Rapid transit system in Nanjing, China

The Nanjing Metro is a rapid transit system serving the urban and suburban districts of Nanjing, the capital city of Jiangsu Province, China.

Proposals for a metro system serving Nanjing first began in 1984, with approval by the State Planning Commission granted in 1994. Construction began on the initial 16-station Line 1 in 1999, and opened in 2005. The system has 15 lines and 258 stations running on 625.73 km of track. It is operated and maintained by the Nanjing Metro Group Company. Future expansion plans include 30 lines set to open within the next few years, with several more awaiting approval to begin construction.

==History==
===Early proposals===
In 1984 the first serious proposal for construction of a subway appeared in the Municipal People's Congress. In April 1986, the Nanjing Integrated Transport Planning group was established to research on how to implement a subway system in Nanjing. In December 1986 the team published the "Nanjing Metro Initial Phase". The phase consists of a north–south line, east–west line and a diagonal Northwest to Southeast line. The three lines meet in the city center forming a triangle. A revision of the "Nanjing City Master Plan" in 1993 added another line through the urban core, and three light metro lines connecting Nanjing's suburbs in Pukou and the at time proposed new airport. In addition a suburban railway to Longtan was proposed. A 1999 report on "Nanjing city rapid rail transit network planning" further proposed six subway lines, two subway extensions and three light metro lines.

In 1994, the State Planning Commission approved the preparatory work for the subway only to have the entire metro project postponed in 1995 amid a national freeze on new metro projects.

Major changes were made to "Nanjing Urban Rail Transit Network Planning" in 2003. The new master plan consisted of 13 lines, of which nine are subway lines and four are light metro lines. The new Line 6 will be a loop line connecting all the urban radial lines. The plan retained the original lines 1, 2 and 3 from the previous plan. According to the new plan, the initial phase would consist of the completion of Metro Line 1 and 2 by 2010. Together the two lines will form a basic "cross" network. By 2020 the completion of Lines 1, 2, 3, and 4 was to form a more robust "pound" shaped (#) network. Longer-term plans include the construction of a loop line connecting all existing lines. The plan also identified four subway lines crossing the Yangtze river.

===First line===
The initial section of Line 1 from Maigaoqiao to Xiaohang received final official approval in 1999. In May 2000, the Experimental Station resumed construction with the entire Line 1 project in full construction in December.

A western extension of Line 1 from Xiaohang to a newly built stadium was fast tracked after Nanjing won hosting the National Games. Line 1's initial section and the western extension started trial operations on September 3, 2005, running from Maigaoqiao to Olympic Stadium with 16 stations and a total length of 21.72 km. The opening of the Nanjing Metro Line 1 gave Nanjing the sixth metro system in mainland China after Beijing, Tianjin, Shanghai, Guangzhou and Shenzhen.

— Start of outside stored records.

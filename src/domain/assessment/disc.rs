//! DISC behavioral-style scorer.
//!
//! Eight question groups, each offering four adjectives mapped statically to
//! one trait. A "most like me" pick adds one to the mapped trait; a "least
//! like me" pick subtracts one. The dominant trait is the argmax over the
//! final signed scores, with ties resolved by the fixed precedence
//! D > I > S > C.

use once_cell::sync::Lazy;
use serde::{Deserialize, Serialize};
use std::collections::HashMap;
use std::fmt;

use super::answers::QuizAnswers;

/// Number of DISC word groups in the questionnaire.
pub const DISC_GROUP_COUNT: u8 = 8;

/// Score contribution of a "most like me" selection.
pub const MOST_WEIGHT: i32 = 1;

/// Score contribution of a "least like me" selection.
///
/// A "least" pick subtracts rather than being ignored, so choosing the same
/// word as most and least nets to zero.
pub const LEAST_WEIGHT: i32 = -1;

/// A trait in the DISC model.
#[derive(Debug, Clone, Copy, PartialEq, Eq, Hash, Serialize, Deserialize)]
#[serde(rename_all = "snake_case")]
pub enum DiscTrait {
    Dominance,
    Influence,
    Steadiness,
    Conscientiousness,
}

/// Tie-break precedence for the dominant trait: first listed wins.
pub const DISC_TIE_PRECEDENCE: [DiscTrait; 4] = [
    DiscTrait::Dominance,
    DiscTrait::Influence,
    DiscTrait::Steadiness,
    DiscTrait::Conscientiousness,
];

impl DiscTrait {
    /// Single-letter code used in reports.
    pub fn letter(&self) -> char {
        match self {
            DiscTrait::Dominance => 'D',
            DiscTrait::Influence => 'I',
            DiscTrait::Steadiness => 'S',
            DiscTrait::Conscientiousness => 'C',
        }
    }
}

impl fmt::Display for DiscTrait {
    fn fmt(&self, f: &mut fmt::Formatter<'_>) -> fmt::Result {
        // Platform display labels are Portuguese.
        match self {
            DiscTrait::Dominance => write!(f, "Dominância"),
            DiscTrait::Influence => write!(f, "Influência"),
            DiscTrait::Steadiness => write!(f, "Estabilidade"),
            DiscTrait::Conscientiousness => write!(f, "Consciência"),
        }
    }
}

/// Static word-to-trait mapping: eight groups of four adjectives each.
///
/// Lookup is case-insensitive on the submitted word.
static WORD_TRAITS: Lazy<HashMap<&'static str, DiscTrait>> = Lazy::new(|| {
    use DiscTrait::*;
    HashMap::from([
        // group 1
        ("decidido", Dominance),
        ("comunicativo", Influence),
        ("paciente", Steadiness),
        ("detalhista", Conscientiousness),
        // group 2
        ("competitivo", Dominance),
        ("entusiasmado", Influence),
        ("leal", Steadiness),
        ("organizado", Conscientiousness),
        // group 3
        ("direto", Dominance),
        ("sociável", Influence),
        ("calmo", Steadiness),
        ("preciso", Conscientiousness),
        // group 4
        ("ousado", Dominance),
        ("otimista", Influence),
        ("constante", Steadiness),
        ("cauteloso", Conscientiousness),
        // group 5
        ("determinado", Dominance),
        ("persuasivo", Influence),
        ("prestativo", Steadiness),
        ("metódico", Conscientiousness),
        // group 6
        ("enérgico", Dominance),
        ("expressivo", Influence),
        ("tranquilo", Steadiness),
        ("criterioso", Conscientiousness),
        // group 7
        ("firme", Dominance),
        ("animado", Influence),
        ("conciliador", Steadiness),
        ("disciplinado", Conscientiousness),
        // group 8
        ("corajoso", Dominance),
        ("inspirador", Influence),
        ("acolhedor", Steadiness),
        ("perfeccionista", Conscientiousness),
    ])
});

/// Resolves a submitted word to its DISC trait, if it belongs to any group.
pub fn word_trait(word: &str) -> Option<DiscTrait> {
    WORD_TRAITS.get(word.trim().to_lowercase().as_str()).copied()
}

/// Signed per-trait scores.
#[derive(Debug, Clone, Copy, Default, PartialEq, Eq, Serialize, Deserialize)]
pub struct DiscScores {
    pub d: i32,
    pub i: i32,
    pub s: i32,
    pub c: i32,
}

impl DiscScores {
    /// Score for a single trait.
    pub fn score(&self, t: DiscTrait) -> i32 {
        match t {
            DiscTrait::Dominance => self.d,
            DiscTrait::Influence => self.i,
            DiscTrait::Steadiness => self.s,
            DiscTrait::Conscientiousness => self.c,
        }
    }

    fn add(&mut self, t: DiscTrait, weight: i32) {
        match t {
            DiscTrait::Dominance => self.d += weight,
            DiscTrait::Influence => self.i += weight,
            DiscTrait::Steadiness => self.s += weight,
            DiscTrait::Conscientiousness => self.c += weight,
        }
    }
}

/// A student's DISC result: dominant trait plus signed scores.
#[derive(Debug, Clone, Copy, PartialEq, Eq, Serialize, Deserialize)]
pub struct DiscProfile {
    pub dominant: DiscTrait,
    pub scores: DiscScores,
}

/// DISC scoring functions.
pub struct DiscScorer;

impl DiscScorer {
    /// Scores the DISC groups out of a raw answer set.
    ///
    /// # Edge Cases
    /// - Missing selections and words outside the fixed groups: skipped
    /// - Same word as most and least: nets to zero for that trait
    /// - No answers at all: all scores zero, dominant falls to Dominance
    ///   by the fixed precedence
    pub fn score(answers: &QuizAnswers) -> DiscProfile {
        let mut scores = DiscScores::default();

        for group in 1..=DISC_GROUP_COUNT {
            if let Some(t) = answers
                .get(&format!("disc_{}_most", group))
                .and_then(word_trait)
            {
                scores.add(t, MOST_WEIGHT);
            }
            if let Some(t) = answers
                .get(&format!("disc_{}_least", group))
                .and_then(word_trait)
            {
                scores.add(t, LEAST_WEIGHT);
            }
        }

        DiscProfile {
            dominant: Self::dominant(&scores),
            scores,
        }
    }

    /// Dominant trait: highest score, ties resolved by
    /// [`DISC_TIE_PRECEDENCE`].
    pub fn dominant(scores: &DiscScores) -> DiscTrait {
        let mut best = DISC_TIE_PRECEDENCE[0];
        for t in DISC_TIE_PRECEDENCE {
            if scores.score(t) > scores.score(best) {
                best = t;
            }
        }
        best
    }
}
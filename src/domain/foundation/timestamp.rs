//! Timestamp value object for immutable points in time.

use chrono::{DateTime, Utc};
use serde::{Deserialize, Serialize};

/// Immutable point in time, always UTC.
#[derive(Debug, Clone, Copy, PartialEq, Eq, PartialOrd, Ord, Serialize, Deserialize)]
#[serde(transparent)]
pub struct Timestamp(DateTime<Utc>);

impl Timestamp {
    /// Creates a timestamp for the current moment.
    pub fn now() -> Self {
        Self(Utc::now())
    }

    /// Creates a timestamp from a DateTime<Utc>.
    pub fn from_datetime(dt: DateTime<Utc>) -> Self {
        Self(dt)
    }

    /// Returns the inner DateTime.
    pub fn as_datetime(&self) -> &DateTime<Utc> {
        &self.0
    }

    /// Checks if this timestamp is before another.
    pub fn is_before(&self, other: &Timestamp) -> bool {
        self.0 < other.0
    }

    /// Checks if this timestamp is after another.
    pub fn is_after(&self, other: &Timestamp) -> bool {
        self.0 > other.0
    }
}
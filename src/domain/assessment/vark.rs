//! VARK learning-style scorer.
//!
//! Four questions (`vark_1`..`vark_4`), each answered with one of the
//! letters V/A/R/K. The dominant style is the letter with the highest
//! count; a tie for the maximum yields Multimodal.

use serde::{Deserialize, Serialize};
use std::fmt;

use super::answers::QuizAnswers;

/// Number of VARK questions in the questionnaire.
pub const VARK_QUESTION_COUNT: u8 = 4;

/// A learning style in the VARK model.
#[derive(Debug, Clone, Copy, PartialEq, Eq, Hash, Serialize, Deserialize)]
#[serde(rename_all = "snake_case")]
pub enum VarkStyle {
    Visual,
    Auditory,
    ReadingWriting,
    Kinesthetic,
    /// No single style dominates (tie for the maximum count).
    Multimodal,
}

impl VarkStyle {
    /// The four single styles, in scoring order.
    pub const SINGLE_STYLES: [VarkStyle; 4] = [
        VarkStyle::Visual,
        VarkStyle::Auditory,
        VarkStyle::ReadingWriting,
        VarkStyle::Kinesthetic,
    ];

    /// Parses a single-letter answer code. Unknown codes yield None.
    pub fn from_letter(letter: &str) -> Option<Self> {
        match letter.trim().to_ascii_uppercase().as_str() {
            "V" => Some(VarkStyle::Visual),
            "A" => Some(VarkStyle::Auditory),
            "R" => Some(VarkStyle::ReadingWriting),
            "K" => Some(VarkStyle::Kinesthetic),
            _ => None,
        }
    }
}

impl fmt::Display for VarkStyle {
    fn fmt(&self, f: &mut fmt::Formatter<'_>) -> fmt::Result {
        // Platform display labels are Portuguese.
        match self {
            VarkStyle::Visual => write!(f, "Visual"),
            VarkStyle::Auditory => write!(f, "Auditivo"),
            VarkStyle::ReadingWriting => write!(f, "Leitura/Escrita"),
            VarkStyle::Kinesthetic => write!(f, "Cinestésico"),
            VarkStyle::Multimodal => write!(f, "Multimodal"),
        }
    }
}

/// Per-letter answer counts.
#[derive(Debug, Clone, Copy, Default, PartialEq, Eq, Serialize, Deserialize)]
pub struct VarkScores {
    pub v: u32,
    pub a: u32,
    pub r: u32,
    pub k: u32,
}

impl VarkScores {
    /// Count for a single style. Multimodal has no count of its own.
    pub fn count(&self, style: VarkStyle) -> u32 {
        match style {
            VarkStyle::Visual => self.v,
            VarkStyle::Auditory => self.a,
            VarkStyle::ReadingWriting => self.r,
            VarkStyle::Kinesthetic => self.k,
            VarkStyle::Multimodal => 0,
        }
    }

    /// Total answered questions.
    pub fn total(&self) -> u32 {
        self.v + self.a + self.r + self.k
    }
}

/// A student's VARK result: dominant style plus raw counts.
#[derive(Debug, Clone, Copy, PartialEq, Eq, Serialize, Deserialize)]
pub struct VarkProfile {
    pub dominant: VarkStyle,
    pub scores: VarkScores,
}

/// VARK scoring functions.
pub struct VarkScorer;

impl VarkScorer {
    /// Scores the VARK questions out of a raw answer set.
    ///
    /// # Edge Cases
    /// - Missing or unrecognized answers: contribute zero, never error
    /// - No answers at all: all counts zero, dominant is Multimodal
    ///   (every style ties at zero)
    /// - Tie for the maximum count: dominant is Multimodal
    pub fn score(answers: &QuizAnswers) -> VarkProfile {
        let mut scores = VarkScores::default();

        for index in 1..=VARK_QUESTION_COUNT {
            let key = format!("vark_{}", index);
            let style = answers.get(&key).and_then(VarkStyle::from_letter);
            match style {
                Some(VarkStyle::Visual) => scores.v += 1,
                Some(VarkStyle::Auditory) => scores.a += 1,
                Some(VarkStyle::ReadingWriting) => scores.r += 1,
                Some(VarkStyle::Kinesthetic) => scores.k += 1,
                _ => {}
            }
        }

        VarkProfile {
            dominant: Self::dominant(&scores),
            scores,
        }
    }

    /// Dominant style for a set of counts: the unique argmax, or
    /// Multimodal when two or more styles share the maximum.
    pub fn dominant(scores: &VarkScores) -> VarkStyle {
        let max = VarkStyle::SINGLE_STYLES
            .iter()
            .map(|s| scores.count(*s))
            .max()
            .unwrap_or(0);

        let mut leaders = VarkStyle::SINGLE_STYLES
            .iter()
            .filter(|s| scores.count(**s) == max);

        match (leaders.next(), leaders.next()) {
            (Some(style), None) => *style,
            _ => VarkStyle::Multimodal,
        }
    }
}

#[cfg(test)]
mod tests {
    use super::*;

    fn answers(entries: &[(&str, &str)]) -> QuizAnswers {
        entries
            .iter()
            .map(|(k, v)| (k.to_string(), v.to_string()))
            .collect()
    }

    #[test]
    fn visual_dominant_when_most_answers_are_v() {
        let answers = answers(&[
            ("vark_1", "V"),
            ("vark_2", "V"),
            ("vark_3", "A"),
            ("vark_4", "V"),
        ]);

        let profile = VarkScorer::score(&answers);
        assert_eq!(profile.dominant, VarkStyle::Visual);
        assert_eq!(
            profile.scores,
            VarkScores {
                v: 3,
                a: 1,
                r: 0,
                k: 0
            }
        );
    }

    #[test]
    fn tie_for_maximum_is_multimodal() {
        let answers = answers(&[
            ("vark_1", "V"),
            ("vark_2", "V"),
            ("vark_3", "K"),
            ("vark_4", "K"),
        ]);

        let profile = VarkScorer::score(&answers);
        assert_eq!(profile.dominant, VarkStyle::Multimodal);
    }

    #[test]
    fn missing_answers_count_as_zero() {
        let answers = answers(&[("vark_1", "R"), ("vark_3", "R")]);

        let profile = VarkScorer::score(&answers);
        assert_eq!(profile.dominant, VarkStyle::ReadingWriting);
        assert_eq!(profile.scores.total(), 2);
    }

    #[test]
    fn unrecognized_answer_codes_are_skipped() {
        let answers = answers(&[("vark_1", "V"), ("vark_2", "X"), ("vark_3", "?")]);

        let profile = VarkScorer::score(&answers);
        assert_eq!(profile.scores.total(), 1);
        assert_eq!(profile.dominant, VarkStyle::Visual);
    }

    #[test]
    fn empty_answers_yield_multimodal() {
        let profile = VarkScorer::score(&QuizAnswers::new());
        assert_eq!(profile.dominant, VarkStyle::Multimodal);
        assert_eq!(profile.scores.total(), 0);
    }

    #[test]
    fn letter_parsing_is_case_insensitive() {
        assert_eq!(VarkStyle::from_letter("v"), Some(VarkStyle::Visual));
        assert_eq!(VarkStyle::from_letter(" K "), Some(VarkStyle::Kinesthetic));
        assert_eq!(VarkStyle::from_letter("Z"), None);
        assert_eq!(VarkStyle::from_letter(""), None);
    }

    #[test]
    fn display_uses_platform_labels() {
        assert_eq!(format!("{}", VarkStyle::Auditory), "Auditivo");
        assert_eq!(format!("{}", VarkStyle::ReadingWriting), "Leitura/Escrita");
        assert_eq!(format!("{}", VarkStyle::Kinesthetic), "Cinestésico");
        assert_eq!(format!("{}", VarkStyle::Multimodal), "Multimodal");
    }

    #[test]
    fn sum_of_scores_equals_answered_questions() {
        let answers = answers(&[
            ("vark_1", "V"),
            ("vark_2", "A"),
            ("vark_3", "R"),
            ("vark_4", "K"),
        ]);

        let profile = VarkScorer::score(&answers);
        assert_eq!(profile.scores.total(), 4);
    }
}
//! Assessment module - questionnaire scoring and the unified profile.
//!
//! Turns a student's raw quiz answers into a [`UnifiedProfile`]:
//!
//! - **VARK** - learning style counts, Multimodal on ties
//! - **DISC** - behavioral trait scores from most/least word picks
//! - **Jungian** - 4-letter type code, one letter per axis
//! - **Schwartz** - ranked value priorities from Likert answers
//! - **Dissonance** - flat rule list flagging conflicting trait pairs
//!
//! All scorers are total functions: missing or malformed answers contribute
//! zero and never raise errors.

pub mod answers;
pub mod disc;
pub mod dissonance;
pub mod jungian;
pub mod profile;
pub mod schwartz;
pub mod vark;

pub use answers::{AnswerKey, DiscFacet, Instrument, QuizAnswers};
pub use disc::{DiscProfile, DiscScorer, DiscScores, DiscTrait, DISC_TIE_PRECEDENCE};
pub use dissonance::{DissonanceDetector, DissonanceFinding};
pub use jungian::{JungianType, JungianTyper, JUNGIAN_AXES};
pub use profile::UnifiedProfile;
pub use schwartz::{SchwartzScorer, SchwartzValue, SchwartzValues, SCHWARTZ_VALUE_ORDER};
pub use vark::{VarkProfile, VarkScorer, VarkScores, VarkStyle};
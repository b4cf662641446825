//! End-to-end test of the scoring pipeline: quiz submissions through the
//! handlers, class aggregation, and team formation, all against in-memory
//! stores.

use std::collections::HashMap;
use std::sync::{Arc, Mutex};

use async_trait::async_trait;

use cognita_insights::application::handlers::assessment::{SubmitQuizCommand, SubmitQuizHandler};
use cognita_insights::application::handlers::insights::{
    FormTeamsCommand, FormTeamsHandler, GetClassInsightsHandler, GetClassInsightsQuery,
};
use cognita_insights::config::InsightsConfig;
use cognita_insights::domain::assessment::{QuizAnswers, UnifiedProfile};
use cognita_insights::domain::classroom::{Class, Student};
use cognita_insights::domain::foundation::{
    ClassId, DomainError, StudentId, TeacherId, Timestamp,
};
use cognita_insights::domain::teams::GroupingCriterion;
use cognita_insights::ports::{ClassStore, ProfileStore, StudentStore};

/// Single in-memory document store backing all three ports.
#[derive(Default)]
struct InMemoryStore {
    students: Mutex<Vec<Student>>,
    profiles: Mutex<Vec<UnifiedProfile>>,
    classes: Mutex<Vec<Class>>,
}

#[async_trait]
impl StudentStore for InMemoryStore {
    async fn students_by_class(&self, class_id: &ClassId) -> Result<Vec<Student>, DomainError> {
        Ok(self
            .students
            .lock()
            .unwrap()
            .iter()
            .filter(|s| s.class_id() == *class_id)
            .cloned()
            .collect())
    }

    async fn save_student(&self, student: &Student) -> Result<(), DomainError> {
        self.students.lock().unwrap().push(student.clone());
        Ok(())
    }

    async fn delete_student(&self, student_id: &StudentId) -> Result<(), DomainError> {
        self.students
            .lock()
            .unwrap()
            .retain(|s| s.id() != *student_id);
        Ok(())
    }
}

#[async_trait]
impl ProfileStore for InMemoryStore {
    async fn profiles_by_class(
        &self,
        class_id: &ClassId,
    ) -> Result<Vec<UnifiedProfile>, DomainError> {
        let students = self.students.lock().unwrap();
        let member_ids: Vec<StudentId> = students
            .iter()
            .filter(|s| s.class_id() == *class_id)
            .map(|s| s.id())
            .collect();
        Ok(self
            .profiles
            .lock()
            .unwrap()
            .iter()
            .filter(|p| member_ids.contains(&p.student_id()))
            .cloned()
            .collect())
    }

    async fn save_profile(&self, profile: &UnifiedProfile) -> Result<(), DomainError> {
        self.profiles.lock().unwrap().push(profile.clone());
        Ok(())
    }

    async fn delete_by_student(&self, student_id: &StudentId) -> Result<bool, DomainError> {
        let mut profiles = self.profiles.lock().unwrap();
        let before = profiles.len();
        profiles.retain(|p| p.student_id() != *student_id);
        Ok(profiles.len() < before)
    }
}

#[async_trait]
impl ClassStore for InMemoryStore {
    async fn find_class(&self, class_id: &ClassId) -> Result<Option<Class>, DomainError> {
        Ok(self
            .classes
            .lock()
            .unwrap()
            .iter()
            .find(|c| c.id() == *class_id)
            .cloned())
    }

    async fn save_class(&self, class: &Class) -> Result<(), DomainError> {
        let mut classes = self.classes.lock().unwrap();
        classes.retain(|c| c.id() != class.id());
        classes.push(class.clone());
        Ok(())
    }
}

fn seeded_class(store: &InMemoryStore) -> ClassId {
    let class = Class::new(
        TeacherId::new(),
        "8º Ano B",
        Some("8º ano".to_string()),
        Timestamp::now(),
    )
    .unwrap();
    let id = class.id();
    store.classes.lock().unwrap().push(class);
    id
}

/// A full answer sheet with the given leanings.
fn answer_sheet(vark: &str, jung: [&str; 4], disc_most: &str, disc_least: &str) -> QuizAnswers {
    let mut map = HashMap::new();
    for i in 1..=4 {
        map.insert(format!("vark_{}", i), vark.to_string());
    }
    for (i, v) in jung.iter().enumerate() {
        map.insert(format!("jung_{}", i + 1), v.to_string());
    }
    map.insert("disc_1_most".to_string(), disc_most.to_string());
    map.insert("disc_2_least".to_string(), disc_least.to_string());
    for i in 1..=10 {
        map.insert(format!("schwartz_{}", i), ((i % 4) + 1).to_string());
    }
    QuizAnswers::from_map(map)
}

fn submit_handler(store: &Arc<InMemoryStore>) -> SubmitQuizHandler {
    SubmitQuizHandler::new(
        store.clone(),
        store.clone(),
        store.clone(),
        InsightsConfig::default(),
    )
}

#[tokio::test]
async fn submissions_flow_into_class_insights() {
    let store = Arc::new(InMemoryStore::default());
    let class_id = seeded_class(&store);
    let submit = submit_handler(&store);

    let sheets = [
        ("V", ["E", "S", "T", "J"], "comunicativo", "paciente"),
        ("V", ["E", "N", "F", "P"], "animado", "preciso"),
        ("A", ["I", "S", "T", "J"], "decidido", "leal"),
        ("K", ["E", "S", "F", "P"], "sociável", "detalhista"),
    ];
    for (i, (vark, jung, most, least)) in sheets.into_iter().enumerate() {
        submit
            .handle(SubmitQuizCommand {
                class_id,
                student_name: format!("Aluno {}", i + 1),
                student_age: 13,
                student_email: None,
                student_gender: None,
                answers: answer_sheet(vark, jung, most, least),
            })
            .await
            .unwrap();
    }

    let insights = GetClassInsightsHandler::new(store.clone(), store.clone())
        .handle(GetClassInsightsQuery { class_id })
        .await
        .unwrap();

    assert!(insights.has_data);
    assert_eq!(insights.student_count, 4);
    assert_eq!(insights.respondent_count, 4);
    assert_eq!(insights.compass.len(), 4);
    assert_eq!(insights.insight_cards.len(), 3);
    assert!(insights.communication.is_some());
    assert!(insights.work_pace.is_some());

    // Aluno 3 is an introvert with dominance-heavy picks
    assert_eq!(insights.dissonance.alert_count, 1);
    assert_eq!(insights.dissonance.alerts[0].student_name, "Aluno 3");

    // class counters kept in step by the submit handler
    let class = store.find_class(&class_id).await.unwrap().unwrap();
    assert_eq!(class.student_count(), 4);
    assert_eq!(class.responses_count(), 4);
}

#[tokio::test]
async fn insights_on_fresh_class_are_empty_not_an_error() {
    let store = Arc::new(InMemoryStore::default());
    let class_id = seeded_class(&store);

    let insights = GetClassInsightsHandler::new(store.clone(), store.clone())
        .handle(GetClassInsightsQuery { class_id })
        .await
        .unwrap();

    assert!(!insights.has_data);
    assert_eq!(insights.respondent_count, 0);
    assert!(insights.compass.iter().all(|c| c.percentage.value() == 0));
    assert!(insights.insight_cards.is_empty());
    assert!(insights.communication.is_none());
}

#[tokio::test]
async fn submitted_class_can_form_teams() {
    let store = Arc::new(InMemoryStore::default());
    let class_id = seeded_class(&store);
    let submit = submit_handler(&store);

    for i in 0..10 {
        let vark = ["V", "A", "R", "K"][i % 4];
        let jung = if i % 2 == 0 {
            ["E", "S", "T", "J"]
        } else {
            ["I", "N", "F", "P"]
        };
        submit
            .handle(SubmitQuizCommand {
                class_id,
                student_name: format!("Aluno {}", i + 1),
                student_age: 13,
                student_email: None,
                student_gender: None,
                answers: answer_sheet(vark, jung, "decidido", "paciente"),
            })
            .await
            .unwrap();
    }

    let teams = FormTeamsHandler::new(store.clone(), store.clone(), InsightsConfig::default())
        .handle(FormTeamsCommand {
            class_id,
            group_size: Some(4),
            criterion: GroupingCriterion::Mixed,
            seed: Some(2024),
        })
        .await
        .unwrap();

    assert_eq!(teams.len(), 3);
    let total: usize = teams.iter().map(|t| t.members.len()).sum();
    assert_eq!(total, 10);
    assert!(teams.iter().all(|t| !t.explanation.is_empty()));
}
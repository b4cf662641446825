//! Error types for the domain layer.

use std::collections::HashMap;
use std::error::Error;
use std::fmt;
use thiserror::Error;

/// Errors that occur during value object construction.
#[derive(Debug, Clone, Error)]
pub enum ValidationError {
    #[error("Field '{field}' cannot be empty")]
    EmptyField { field: String },

    #[error("Field '{field}' must be between {min} and {max}, got {actual}")]
    OutOfRange {
        field: String,
        min: i32,
        max: i32,
        actual: i32,
    },

    #[error("Field '{field}' has invalid format: {reason}")]
    InvalidFormat { field: String, reason: String },
}

impl ValidationError {
    /// Creates an empty field validation error.
    pub fn empty_field(field: impl Into<String>) -> Self {
        ValidationError::EmptyField { field: field.into() }
    }

    /// Creates an out of range validation error.
    pub fn out_of_range(field: impl Into<String>, min: i32, max: i32, actual: i32) -> Self {
        ValidationError::OutOfRange {
            field: field.into(),
            min,
            max,
            actual,
        }
    }

    /// Creates an invalid format validation error.
    pub fn invalid_format(field: impl Into<String>, reason: impl Into<String>) -> Self {
        ValidationError::InvalidFormat {
            field: field.into(),
            reason: reason.into(),
        }
    }
}

/// Error codes organized by category.
#[derive(Debug, Clone, Copy, PartialEq, Eq, Hash)]
pub enum ErrorCode {
    // Validation errors
    ValidationFailed,
    EmptyField,
    OutOfRange,
    InvalidFormat,

    // Not found errors
    StudentNotFound,
    ClassNotFound,
    ProfileNotFound,

    // State errors
    ProfileAlreadyExists,

    // Infrastructure errors
    StorageError,
    InternalError,
}

impl fmt::Display for ErrorCode {
    fn fmt(&self, f: &mut fmt::Formatter<'_>) -> fmt::Result {
        let s = match self {
            ErrorCode::ValidationFailed => "VALIDATION_FAILED",
            ErrorCode::EmptyField => "EMPTY_FIELD",
            ErrorCode::OutOfRange => "OUT_OF_RANGE",
            ErrorCode::InvalidFormat => "INVALID_FORMAT",
            ErrorCode::StudentNotFound => "STUDENT_NOT_FOUND",
            ErrorCode::ClassNotFound => "CLASS_NOT_FOUND",
            ErrorCode::ProfileNotFound => "PROFILE_NOT_FOUND",
            ErrorCode::ProfileAlreadyExists => "PROFILE_ALREADY_EXISTS",
            ErrorCode::StorageError => "STORAGE_ERROR",
            ErrorCode::InternalError => "INTERNAL_ERROR",
        };
        write!(f, "{}", s)
    }
}

/// Standard domain error with code, message, and optional details.
#[derive(Debug, Clone)]
pub struct DomainError {
    pub code: ErrorCode,
    pub message: String,
    pub details: HashMap<String, String>,
}

impl DomainError {
    /// Creates a new domain error.
    pub fn new(code: ErrorCode, message: impl Into<String>) -> Self {
        Self {
            code,
            message: message.into(),
            details: HashMap::new(),
        }
    }

    /// Creates a validation error for a specific field.
    pub fn validation(field: impl Into<String>, message: impl Into<String>) -> Self {
        Self {
            code: ErrorCode::ValidationFailed,
            message: message.into(),
            details: HashMap::new(),
        }
        .with_detail("field", field.into())
    }

    /// Adds a detail to the error.
    pub fn with_detail(mut self, key: impl Into<String>, value: impl Into<String>) -> Self {
        self.details.insert(key.into(), value.into());
        self
    }
}

impl fmt::Display for DomainError {
    fn fmt(&self, f: &mut fmt::Formatter<'_>) -> fmt::Result {
        write!(f, "[{}] {}", self.code, self.message)
    }
}

impl Error for DomainError {}

impl From<ValidationError> for DomainError {
    fn from(err: ValidationError) -> Self {
        let code = match err {
            ValidationError::EmptyField { .. } => ErrorCode::EmptyField,
            ValidationError::OutOfRange { .. } => ErrorCode::OutOfRange,
            ValidationError::InvalidFormat { .. } => ErrorCode::InvalidFormat,
        };
        DomainError::new(code, err.to_string())
    }
}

=== The Formation of Metro Network ===
Line 2 originated from the east-west line in the early planning stages, designed to connect the eastern Xianlin sub-city and western Hexi sub-city, with a plan to cross the Yangtze River. In December 2003, the construction of Olympic Stadium East station began, followed by the construction of experimental station Xinglongdajie (project name Suojie) started in December 2005. In mid-2006, all 19 stations (from Youfangqiao to Maqun) from phase I started construction officially, with a total length of 25.27 kilometres.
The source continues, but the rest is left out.